Patterning dyes onto fabric was a process carried out in ancient Greece, Rome and Byzantium, but the first real printing technique was almost certainly developed by the Chinese, who were printing on paper with carved wood blocks two Millenia ago. This, the oldest method of direct printing, has also been practised in India for centuries in the form of vividly colored and intricately patterned cottons, and was in use in medieval Europe as a minor textile craft.
From wood block printing in the late 18Th century came a method of printing from engraved copper plates, particularly for one color, scenic prints known as Toiles de Jouy. From this developed the first mechanized printing process, cylinder (or roller) printing, which was patented in 1783 and then revolutionised the Western textiles industry, speeding up production of thousands of meters per day.
Image via Wikipedia
Screen printing is the youngest of all the direct printing methods, though it has a long and very distinguished ancestry in the form of stencilling, to which it is closely related. But while stencilling can be wonderfully intricate and highly effective, it has the disadvantage of always requiring “tiles” that link the cut out patterns together.
Screen printing was a refinement that no longer needs tiles, thanks to the fact that the print is made by the dye being pushed through a fine mesh held taught in a frame, with areas blocked out by paper stencils, varnish or photo chemicals.

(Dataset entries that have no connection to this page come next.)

//! Completed battle records

use std::sync::{Arc, Mutex};

use async_trait::async_trait;
use chrono::{DateTime, Utc};
use rusqlite::{params, Connection, Row};
use uuid::Uuid;

use super::database::DatabaseError;
use crate::battle::{
    AgentIdentity, BattleRecord, EndReason, OutcomeSink, Side, SideStats, SinkError,
};

const SELECT_COLUMNS: &str = "id, format, p1_provider, p1_model, p2_provider, p2_model, \
     winner_side, tie, end_reason, turns, started_at, ended_at, protocol_log, p1_stats, p2_stats";

/// Data access object for battle records
#[derive(Clone)]
pub struct BattleRecordStore {
    conn: Arc<Mutex<Connection>>,
}

/// Columns as stored, before parsing
struct StoredBattle {
    id: String,
    format: String,
    p1_provider: String,
    p1_model: String,
    p2_provider: String,
    p2_model: String,
    winner_side: Option<String>,
    tie: bool,
    end_reason: String,
    turns: u32,
    started_at: String,
    ended_at: String,
    protocol_log: String,
    p1_stats: Option<String>,
    p2_stats: Option<String>,
}

impl BattleRecordStore {
    pub fn new(conn: Arc<Mutex<Connection>>) -> Self {
        Self { conn }
    }

    fn lock(&self) -> Result<std::sync::MutexGuard<'_, Connection>, DatabaseError> {
        self.conn.lock().map_err(|_| DatabaseError::LockPoisoned)
    }

    /// Insert a finished battle. Inserting the same id twice is a no-op.
    pub fn insert(&self, record: &BattleRecord) -> Result<bool, DatabaseError> {
        let log = serde_json::to_string(&record.log)
            .map_err(|e| DatabaseError::Corrupt(e.to_string()))?;
        let p1_stats = serde_json::to_string(&record.p1_stats)
            .map_err(|e| DatabaseError::Corrupt(e.to_string()))?;
        let p2_stats = serde_json::to_string(&record.p2_stats)
            .map_err(|e| DatabaseError::Corrupt(e.to_string()))?;

        let conn = self.lock()?;
        let inserted = conn.execute(
            "INSERT OR IGNORE INTO battles (id, format, p1_provider, p1_model, p2_provider, p2_model,
                 winner_side, tie, end_reason, turns, started_at, ended_at, protocol_log, p1_stats, p2_stats)
             VALUES (?1, ?2, ?3, ?4, ?5, ?6, ?7, ?8, ?9, ?10, ?11, ?12, ?13, ?14, ?15)",
            params![
                record.id.to_string(),
                record.format,
                record.p1.provider,
                record.p1.model,
                record.p2.provider,
                record.p2.model,
                record.winner.map(|side| side.as_str()),
                record.tie as i32,
                record.end_reason.as_str(),
                record.turns,
                record.started_at.to_rfc3339(),
                record.ended_at.to_rfc3339(),
                log,
                p1_stats,
                p2_stats,
            ],
        )?;
        Ok(inserted > 0)
    }

    /// Get a battle by ID
    pub fn get(&self, id: Uuid) -> Result<Option<BattleRecord>, DatabaseError> {
        let conn = self.lock()?;
        let mut stmt = conn.prepare(&format!(
            "SELECT {} FROM battles WHERE id = ?1",
            SELECT_COLUMNS
        ))?;
        let mut rows = stmt.query(params![id.to_string()])?;
        match rows.next()? {
            Some(row) => Ok(Some(Self::row_to_stored(row)?.into_record()?)),
            None => Ok(None),
        }
    }

    /// Most recently ended battles first
    pub fn recent(&self, limit: usize) -> Result<Vec<BattleRecord>, DatabaseError> {
        let conn = self.lock()?;
        let mut stmt = conn.prepare(&format!(
            "SELECT {} FROM battles ORDER BY ended_at DESC LIMIT ?1",
            SELECT_COLUMNS
        ))?;
        let stored = stmt
            .query_map(params![limit as i64], Self::row_to_stored)?
            .collect::<rusqlite::Result<Vec<_>>>()?;
        stored.into_iter().map(StoredBattle::into_record).collect()
    }

    pub fn count(&self) -> Result<u64, DatabaseError> {
        let conn = self.lock()?;
        let count: i64 = conn.query_row("SELECT COUNT(*) FROM battles", [], |row| row.get(0))?;
        Ok(count as u64)
    }

    fn row_to_stored(row: &Row) -> rusqlite::Result<StoredBattle> {
        Ok(StoredBattle {
            id: row.get(0)?,
            format: row.get(1)?,
            p1_provider: row.get(2)?,
            p1_model: row.get(3)?,
            p2_provider: row.get(4)?,
            p2_model: row.get(5)?,
            winner_side: row.get(6)?,
            tie: row.get::<_, i32>(7)? != 0,
            end_reason: row.get(8)?,
            turns: row.get(9)?,
            started_at: row.get(10)?,
            ended_at: row.get(11)?,
            protocol_log: row.get(12)?,
            p1_stats: row.get(13)?,
            p2_stats: row.get(14)?,
        })
    }
}

impl StoredBattle {
    fn into_record(self) -> Result<BattleRecord, DatabaseError> {
        let corrupt = |field: &str, err: &dyn std::fmt::Display| {
            DatabaseError::Corrupt(format!("{} ({}): {}", field, self.id, err))
        };
        let id = Uuid::parse_str(&self.id).map_err(|e| corrupt("id", &e))?;
        let started_at = parse_timestamp(&self.started_at).map_err(|e| corrupt("started_at", &e))?;
        let ended_at = parse_timestamp(&self.ended_at).map_err(|e| corrupt("ended_at", &e))?;
        let log: Vec<String> =
            serde_json::from_str(&self.protocol_log).map_err(|e| corrupt("protocol_log", &e))?;
        let stats = |raw: &Option<String>| -> Result<SideStats, DatabaseError> {
            match raw {
                Some(json) => serde_json::from_str(json).map_err(|e| corrupt("stats", &e)),
                None => Ok(SideStats::default()),
            }
        };
        let p1_stats = stats(&self.p1_stats)?;
        let p2_stats = stats(&self.p2_stats)?;

        Ok(BattleRecord {
            id,
            format: self.format,
            p1: AgentIdentity::new(self.p1_provider, self.p1_model),
            p2: AgentIdentity::new(self.p2_provider, self.p2_model),
            winner: self.winner_side.as_deref().and_then(Side::parse),
            tie: self.tie,
            end_reason: EndReason::parse(&self.end_reason),
            turns: self.turns,
            started_at,
            ended_at,
            p1_stats,
            p2_stats,
            log,
        })
    }
}

fn parse_timestamp(raw: &str) -> Result<DateTime<Utc>, chrono::ParseError> {
    DateTime::parse_from_rfc3339(raw).map(|dt| dt.with_timezone(&Utc))
}

#[async_trait]
impl OutcomeSink for BattleRecordStore {
    async fn persist(&self, record: BattleRecord) -> Result<(), SinkError> {
        let store = self.clone();
        let battle_id = record.id;
        let inserted = tokio::task::spawn_blocking(move || store.insert(&record))
            .await
            .map_err(|e| SinkError(DatabaseError::Join(e.to_string()).to_string()))?
            .map_err(|e| SinkError(e.to_string()))?;
        if !inserted {
            tracing::warn!(%battle_id, "Battle record already stored");
        }
        Ok(())
    }
}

It was in 1850 at Lyons that the first recorded stencil prints were made that were supported all over by silk gauze – though it is entirely possible that this process had also been discovered in Japan long before.
In 1907 an Englishman took out a patent for a “tile-less stencil” and during the first world war, posters and banners were produced by screen printing. But it was not until the 1920s that European and American screen printing became a viable industry, and the term “serigraph” was coined, from the Latin Seri, meaning “silk”, and Greek Graphos, meaning to “draw or write”.
Image via Wikipedia
For several decades, screen printing remained a hand process, then in the 1950s the fully automated flat bed screen printer came into operation, followed soon after by the rotary printer, both of which have made possible the printing of huge runs of fabric and paper in sophisticated, detailed and precise patterns of many colors. But the artistry of the hand screen print remains undiminished, and evidence of its qualities can be seen not only in the work of the artists, including Andy Warhol, famous for his Marilyn Monroe and Campbell’s Soup prints, but also in the ground breaking designer fabrics produced by the European textile houses in the 1930s, 40s and early 50s. These colorful and creative fabrics epitomize all that is best about screen printing and show why it is still highly regarded today by artists, designers, crafts people and couture houses.